Back To Work On Horngard I

Posted: under Characters, Editing, Horngard, Life beyond writing, Revisions, the writing life.
Tags: , , , ,  November 30th, 2022

Having turned in the stuff I needed to turn in  for legal reasons, I’m now back at work on my agent’s requested changes to Horngard I, current (not necessarily final) title of Dragon’s Price.   I’m incorporating additional research into the effects of big memory loss…the character has lost everything before waking up after prolonged treatment and unconsciousness.  Fortunately, I’ve added Tribel as a possible replacement for Twitter, and one of the people there offered me some of their experience with someone with massive memory loss.    This wasn’t something my agent suggested, but works well with one of his requests.  I’m going to check a few more sources as well, because although this is not intended as a book *about* memory loss itself it still needs to be plausible (if the reader accepts the idea of an imaginary creature able to magically heal–at least partly–brain injuries.)   It’s *about* a bunch of other things in addition to what the main characters are doing visibly in the book.  Most books are.

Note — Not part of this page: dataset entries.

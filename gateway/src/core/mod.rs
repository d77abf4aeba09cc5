pub mod bridge;
pub mod realtime;
pub mod telephony;

// Re-export commonly used types for convenience
pub use bridge::{CallBridge, CallSession, CallStatus, CallSummary};

pub use realtime::{
    OpenAIRealtime, RealtimeConfig, RealtimeError, RealtimeResult, RealtimeSocket, SessionConfig,
};

pub use telephony::{TelephonyInbound, TelephonyOutbound};
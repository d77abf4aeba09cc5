//! HTTP-facing error type for the REST handlers.

use axum::{
    Json,
    http::StatusCode,
    response::{IntoResponse, Response},
};
use serde::Serialize;
use thiserror::Error;

#[derive(Debug, Error)]
pub enum AppError {
    #[error("Bad request: {0}")]
    BadRequest(String),

    #[error("Internal server error: {0}")]
    Internal(String),
}

pub type AppResult<T> = Result<T, AppError>;

impl IntoResponse for AppError {
    fn into_response(self) -> Response {
        #[derive(Serialize)]
        struct ErrorResponse {
            error: ErrorBody,
        }

        #[derive(Serialize)]
        struct ErrorBody {
            code: &'static str,
            message: String,
        }

        let (status, code, message) = match self {
            Self::BadRequest(msg) => (StatusCode::BAD_REQUEST, "bad_request", msg),
            Self::Internal(msg) => {
                tracing::error!("Internal error: {}", msg);
                (
                    StatusCode::INTERNAL_SERVER_ERROR,
                    "internal_error",
                    "Internal server error".to_string(),
                )
            }
        };

        (
            status,
            Json(ErrorResponse {
                error: ErrorBody { code, message },
            }),
        )
            .into_response()
    }
}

This set of changes will take longer than the previous, because it’s requiring reconsideration of just about every conversation in 800 plus pages of ms.

Meanwhile, Horngard II has lain down and gone to sleep.  I opened it yesterday after taking the stuff to the post office and it yawned, rolled over (never opening its eyes) and gave the impression of someone who’d gotten bored waiting and is now soundly asleep.   So what to do when the brain hits the wall in revision, as it does at some point in every work period?  Organize the next collection of Paksworld short fiction, I guess, since when I do wake Horngard II back up, I need to be prepared to stay with it as the primary activity for at least six weeks to get its engine past the pocketa-pocketa……pock…pock… stage when it can try to go back to sleep.  It’s only interrupted books that do this to me; the ones that are allowed to gallop on without any interruption longer than 48 hours aren’t going to stop completely once over 75-1oo pages.  But until they’re past the halfway point, interruptions that last a week cause a hiccup and interruptions that last a month are flameout time.

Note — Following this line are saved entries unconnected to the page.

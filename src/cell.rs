//! Provides `DeferCell`, the observable owner of one [`Deferred`] value.
//!
//! A cell replaces its snapshot on every dispatched [`Action`] and broadcasts the
//! new snapshot to every subscriber obtained through [`DeferCell::changes`].
//! [`Controller`] is built on top of a cell; a cell can also be driven by hand.
//!
//! [`Controller`]: crate::Controller
use std::sync::{Mutex, MutexGuard, PoisonError};

use futures::channel::mpsc;

use crate::{Action, Deferred, Error, Update};

/// A stream of state snapshots, one per change.
pub type Changes<T> = mpsc::UnboundedReceiver<Deferred<T>>;

struct Slot<T> {
    state: Deferred<T>,
    // Bumped by the controller for every new producer run.
    generation: u64,
    watchers: Vec<mpsc::UnboundedSender<Deferred<T>>>,
}

impl<T: Clone> Slot<T> {
    fn apply(&mut self, action: Action<T>) {
        // A reset outside the rejected state is the identity transition.
        let changes = !matches!(action, Action::Reset) || self.state.is_rejected();
        // An updater may panic; the current snapshot stays in place until it returns.
        let state = match action {
            Action::Resolve(Update::With(_)) => self.state.clone(),
            _ => std::mem::take(&mut self.state),
        };
        self.state = state.transition(action);
        if changes {
            self.broadcast();
        }
    }

    fn broadcast(&mut self) {
        let state = &self.state;
        self.watchers
            .retain(|watcher| watcher.unbounded_send(state.clone()).is_ok());
    }
}

/// Shared owner of a single [`Deferred`] value.
///
/// All methods take `&self`; transitions are serialized through an internal
/// mutex. Updaters passed to [`resolve_with`](DeferCell::resolve_with) run while
/// that mutex is held and must not call back into the same cell.
///
/// # Example
/// ```
/// # use deferred::{DeferCell, Deferred, Error};
/// #
/// let cell = DeferCell::new();
/// cell.resolve(5);
/// cell.resolve_with(|prev: Option<i32>| prev.unwrap_or_default() * 2);
/// assert_eq!(cell.get(), Deferred::Resolved(10));
///
/// cell.reject(Error::msg("offline"));
/// cell.reset();
/// assert!(cell.get().is_pending());
/// ```
pub struct DeferCell<T> {
    slot: Mutex<Slot<T>>,
}

impl<T: Clone> DeferCell<T> {
    /// Creates a pending cell.
    #[must_use]
    pub fn new() -> Self {
        Self::from(Deferred::Pending)
    }

    /// Returns a snapshot of the current state.
    pub fn get(&self) -> Deferred<T> {
        self.lock().state.clone()
    }

    /// Reads the current state without cloning it.
    ///
    /// `read` runs while the cell's mutex is held and must not call back into
    /// the same cell.
    pub fn with<R>(&self, read: impl FnOnce(&Deferred<T>) -> R) -> R {
        read(&self.lock().state)
    }

    /// Subscribes to state changes.
    ///
    /// The stream yields a snapshot after every transition that changed the
    /// state. It ends when the cell is dropped.
    pub fn changes(&self) -> Changes<T> {
        let (sender, receiver) = mpsc::unbounded();
        let mut slot = self.lock();
        slot.watchers.retain(|watcher| !watcher.is_closed());
        slot.watchers.push(sender);
        receiver
    }

    /// Applies `action` to the current state.
    pub fn dispatch(&self, action: Action<T>) {
        tracing::trace!(action = action.kind(), "dispatching");
        self.lock().apply(action);
    }

    /// Forces the state back to pending.
    pub fn init(&self) {
        self.dispatch(Action::Init);
    }

    /// Returns to pending if the state is rejected.
    pub fn reset(&self) {
        self.dispatch(Action::Reset);
    }

    /// Resolves with `value`.
    pub fn resolve(&self, value: T) {
        self.dispatch(Action::resolve(value));
    }

    /// Resolves with `updater` applied to the previous value, which is `None`
    /// unless the state is currently resolved.
    pub fn resolve_with(&self, updater: impl FnOnce(Option<T>) -> T + Send + 'static) {
        self.dispatch(Action::resolve_with(updater));
    }

    /// Rejects with `error`.
    pub fn reject(&self, error: impl Into<Error>) {
        self.dispatch(Action::reject(error));
    }

    /// Starts a new generation and applies `action` under the same lock, so no
    /// outcome of an older generation can land in between.
    pub(crate) fn advance(&self, action: Option<Action<T>>) -> u64 {
        let mut slot = self.lock();
        slot.generation += 1;
        if let Some(action) = action {
            slot.apply(action);
        }
        slot.generation
    }

    /// Applies `action` only if `generation` is still the latest one. Returns
    /// whether it was applied.
    pub(crate) fn settle(&self, generation: u64, action: Action<T>) -> bool {
        let mut slot = self.lock();
        if slot.generation != generation {
            return false;
        }
        slot.apply(action);
        true
    }
}

impl<T> DeferCell<T> {
    /// Starts a new generation without running anything, discarding every
    /// outcome still in flight.
    pub(crate) fn invalidate(&self) -> u64 {
        let mut slot = self.lock();
        slot.generation += 1;
        slot.generation
    }

    fn lock(&self) -> MutexGuard<'_, Slot<T>> {
        // A panicking updater leaves the previous snapshot in place.
        self.slot.lock().unwrap_or_else(PoisonError::into_inner)
    }
}

impl<T: Clone> Default for DeferCell<T> {
    fn default() -> Self {
        Self::new()
    }
}

impl<T> From<Deferred<T>> for DeferCell<T> {
    fn from(state: Deferred<T>) -> Self {
        Self {
            slot: Mutex::new(Slot {
                state,
                generation: 0,
                watchers: Vec::new(),
            }),
        }
    }
}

Friday morning is “horse hoof trimming time.”  I’m hoping for a calm and cooperative pair of horses.  At least it’s not raining (not supposed to rain again until Saturday night) and they’ll have big hay nets the night before.  They have hay nets tonight because it’s going to be in the low 30s in the morning…a forecast guess of 33F in the weather we’ve got could end up in the upper 20sF instead.